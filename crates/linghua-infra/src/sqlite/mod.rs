//! SQLite storage layer.
//!
//! Key-value store backed by SQLite with WAL mode and split read/write
//! connection pools.

pub mod kv;
pub mod pool;
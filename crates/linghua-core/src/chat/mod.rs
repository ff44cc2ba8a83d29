//! Chat panel: escaping, persisted history, canned replies, the view port,
//! and the controller tying them together.

pub mod controller;
pub mod escape;
pub mod history;
pub mod html;
pub mod reply;
pub mod view;
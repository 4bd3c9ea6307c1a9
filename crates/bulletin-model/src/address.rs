use core::fmt;

use serde::{Deserialize, Serialize};
use thiserror::Error;

use crate::cell::{EXCEL_MAX_COLS, EXCEL_MAX_ROWS};

/// A reference to a single cell within a worksheet.
///
/// Rows and columns are **0-indexed**:
/// - `row = 0` is spreadsheet row `1`
/// - `col = 0` is spreadsheet column `A`
#[derive(Copy, Clone, Debug, PartialEq, Eq, Hash, PartialOrd, Ord, Serialize, Deserialize)]
pub struct CellRef {
    /// 0-indexed row.
    pub row: u32,
    /// 0-indexed column.
    pub col: u32,
}

impl CellRef {
    #[inline]
    pub const fn new(row: u32, col: u32) -> Self {
        Self { row, col }
    }

    /// Convert to A1 notation (e.g. `A1`, `BC32`).
    pub fn to_a1(self) -> String {
        format!("{}{}", col_to_name(self.col), self.row + 1)
    }

    /// Parse an A1-style reference (e.g. `A1`, `$B$2`). `$` markers are accepted and dropped.
    pub fn from_a1(a1: &str) -> Result<Self, A1ParseError> {
        let parts = A1Parts::parse(a1.trim())?;
        Ok(Self::new(parts.row, parts.col))
    }

    /// Displace the reference by a signed delta.
    ///
    /// Returns `None` when the result would leave the grid on either side.
    pub fn offset(self, delta_row: i64, delta_col: i64) -> Option<Self> {
        let row = i64::from(self.row) + delta_row;
        let col = i64::from(self.col) + delta_col;
        if row < 0 || col < 0 || row >= i64::from(EXCEL_MAX_ROWS) || col >= i64::from(EXCEL_MAX_COLS)
        {
            return None;
        }
        Some(Self::new(row as u32, col as u32))
    }
}

impl fmt::Display for CellRef {
    fn fmt(&self, f: &mut fmt::Formatter<'_>) -> fmt::Result {
        f.write_str(&self.to_a1())
    }
}

/// A1 reference split into its column/row components with their absolute markers.
#[derive(Copy, Clone, Debug, PartialEq, Eq)]
pub struct A1Parts {
    pub col: u32,
    pub col_abs: bool,
    pub row: u32,
    pub row_abs: bool,
}

impl A1Parts {
    pub fn parse(s: &str) -> Result<Self, A1ParseError> {
        if s.is_empty() {
            return Err(A1ParseError::Empty);
        }
        let bytes = s.as_bytes();
        let mut idx = 0usize;

        let col_abs = bytes.first() == Some(&b'$');
        if col_abs {
            idx += 1;
        }
        let col_start = idx;
        while idx < bytes.len() && bytes[idx].is_ascii_alphabetic() {
            idx += 1;
        }
        if idx == col_start {
            return Err(A1ParseError::MissingColumn);
        }
        let col = name_to_col(&s[col_start..idx])?;

        let row_abs = bytes.get(idx) == Some(&b'$');
        if row_abs {
            idx += 1;
        }
        let row_start = idx;
        while idx < bytes.len() && bytes[idx].is_ascii_digit() {
            idx += 1;
        }
        if idx == row_start {
            return Err(A1ParseError::MissingRow);
        }
        if idx != bytes.len() {
            return Err(A1ParseError::TrailingCharacters);
        }
        let row_1_based: u32 = s[row_start..idx]
            .parse()
            .map_err(|_| A1ParseError::InvalidRow)?;
        if row_1_based == 0 || row_1_based > EXCEL_MAX_ROWS {
            return Err(A1ParseError::InvalidRow);
        }

        Ok(Self {
            col,
            col_abs,
            row: row_1_based - 1,
            row_abs,
        })
    }
}

impl fmt::Display for A1Parts {
    fn fmt(&self, f: &mut fmt::Formatter<'_>) -> fmt::Result {
        let col_marker = if self.col_abs { "$" } else { "" };
        let row_marker = if self.row_abs { "$" } else { "" };
        write!(
            f,
            "{col_marker}{}{row_marker}{}",
            col_to_name(self.col),
            self.row + 1
        )
    }
}

/// A rectangular region within a worksheet.
///
/// The range is inclusive and always normalized so that `start` is the top-left corner.
#[derive(Copy, Clone, Debug, PartialEq, Eq, Hash, Serialize, Deserialize)]
pub struct Range {
    pub start: CellRef,
    pub end: CellRef,
}

impl Range {
    /// Construct a new range, normalizing corners if needed.
    pub const fn new(a: CellRef, b: CellRef) -> Self {
        let (start_row, end_row) = if a.row <= b.row { (a.row, b.row) } else { (b.row, a.row) };
        let (start_col, end_col) = if a.col <= b.col { (a.col, b.col) } else { (b.col, a.col) };
        Self {
            start: CellRef::new(start_row, start_col),
            end: CellRef::new(end_row, end_col),
        }
    }

    /// Range covering exactly one cell.
    pub const fn cell(cell: CellRef) -> Self {
        Self { start: cell, end: cell }
    }

    #[inline]
    pub const fn contains(&self, cell: CellRef) -> bool {
        cell.row >= self.start.row
            && cell.row <= self.end.row
            && cell.col >= self.start.col
            && cell.col <= self.end.col
    }

    /// Returns true if `other` lies entirely within this range.
    pub const fn contains_range(&self, other: &Range) -> bool {
        self.contains(other.start) && self.contains(other.end)
    }

    /// Returns true if the two ranges share at least one cell.
    pub const fn intersects(&self, other: &Range) -> bool {
        self.start.row <= other.end.row
            && other.start.row <= self.end.row
            && self.start.col <= other.end.col
            && other.start.col <= self.end.col
    }

    #[inline]
    pub const fn width(&self) -> u32 {
        self.end.col - self.start.col + 1
    }

    #[inline]
    pub const fn height(&self) -> u32 {
        self.end.row - self.start.row + 1
    }

    #[inline]
    pub const fn is_single_cell(&self) -> bool {
        self.start.row == self.end.row && self.start.col == self.end.col
    }

    /// Same-shaped range anchored at `anchor`, or `None` if it would leave the grid.
    pub fn anchored_at(&self, anchor: CellRef) -> Option<Range> {
        let end = anchor.offset(
            i64::from(self.height()) - 1,
            i64::from(self.width()) - 1,
        )?;
        Some(Range::new(anchor, end))
    }

    /// Parse an A1-style range like `A1:B2` or a single-cell reference like `C3`.
    pub fn from_a1(a1: &str) -> Result<Self, RangeParseError> {
        let s = a1.trim();
        if s.is_empty() {
            return Err(RangeParseError::Empty);
        }
        match s.split_once(':') {
            None => Ok(Range::cell(CellRef::from_a1(s)?)),
            Some((a, b)) => Ok(Range::new(CellRef::from_a1(a)?, CellRef::from_a1(b)?)),
        }
    }
}

impl fmt::Display for Range {
    fn fmt(&self, f: &mut fmt::Formatter<'_>) -> fmt::Result {
        if self.is_single_cell() {
            write!(f, "{}", self.start)
        } else {
            write!(f, "{}:{}", self.start, self.end)
        }
    }
}

#[derive(Copy, Clone, Debug, PartialEq, Eq, Error)]
pub enum A1ParseError {
    #[error("empty A1 reference")]
    Empty,
    #[error("missing column in A1 reference")]
    MissingColumn,
    #[error("missing row in A1 reference")]
    MissingRow,
    #[error("invalid column in A1 reference")]
    InvalidColumn,
    #[error("invalid row in A1 reference")]
    InvalidRow,
    #[error("trailing characters in A1 reference")]
    TrailingCharacters,
}

#[derive(Debug, Error)]
pub enum RangeParseError {
    #[error("empty A1 range")]
    Empty,
    #[error("invalid cell reference in range: {0}")]
    Cell(#[from] A1ParseError),
}

/// Column letters for a 0-indexed column (`0 -> "A"`, `27 -> "AB"`).
pub fn col_to_name(col: u32) -> String {
    let mut n = col + 1;
    let mut out = Vec::<u8>::with_capacity(3);
    while n > 0 {
        let rem = (n - 1) % 26;
        out.push(b'A' + rem as u8);
        n = (n - 1) / 26;
    }
    out.reverse();
    out.into_iter().map(char::from).collect()
}

/// 0-indexed column for column letters (case-insensitive), bounded by the grid width.
pub fn name_to_col(s: &str) -> Result<u32, A1ParseError> {
    if s.is_empty() || s.len() > 3 {
        return Err(A1ParseError::InvalidColumn);
    }
    let mut col: u32 = 0;
    for b in s.bytes() {
        if !b.is_ascii_alphabetic() {
            return Err(A1ParseError::InvalidColumn);
        }
        col = col * 26 + u32::from(b.to_ascii_uppercase() - b'A') + 1;
    }
    if col == 0 || col > EXCEL_MAX_COLS {
        return Err(A1ParseError::InvalidColumn);
    }
    Ok(col - 1)
}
——
● **Exercise description**
What lines hold the string "letters"? Pick them out of the data.

● **Your solution**
/// Column letters for a 0-indexed column (`0 -> "A"`, `27 -> "AB"`).
/// 0-indexed column for column letters (case-insensitive), bounded by the grid width.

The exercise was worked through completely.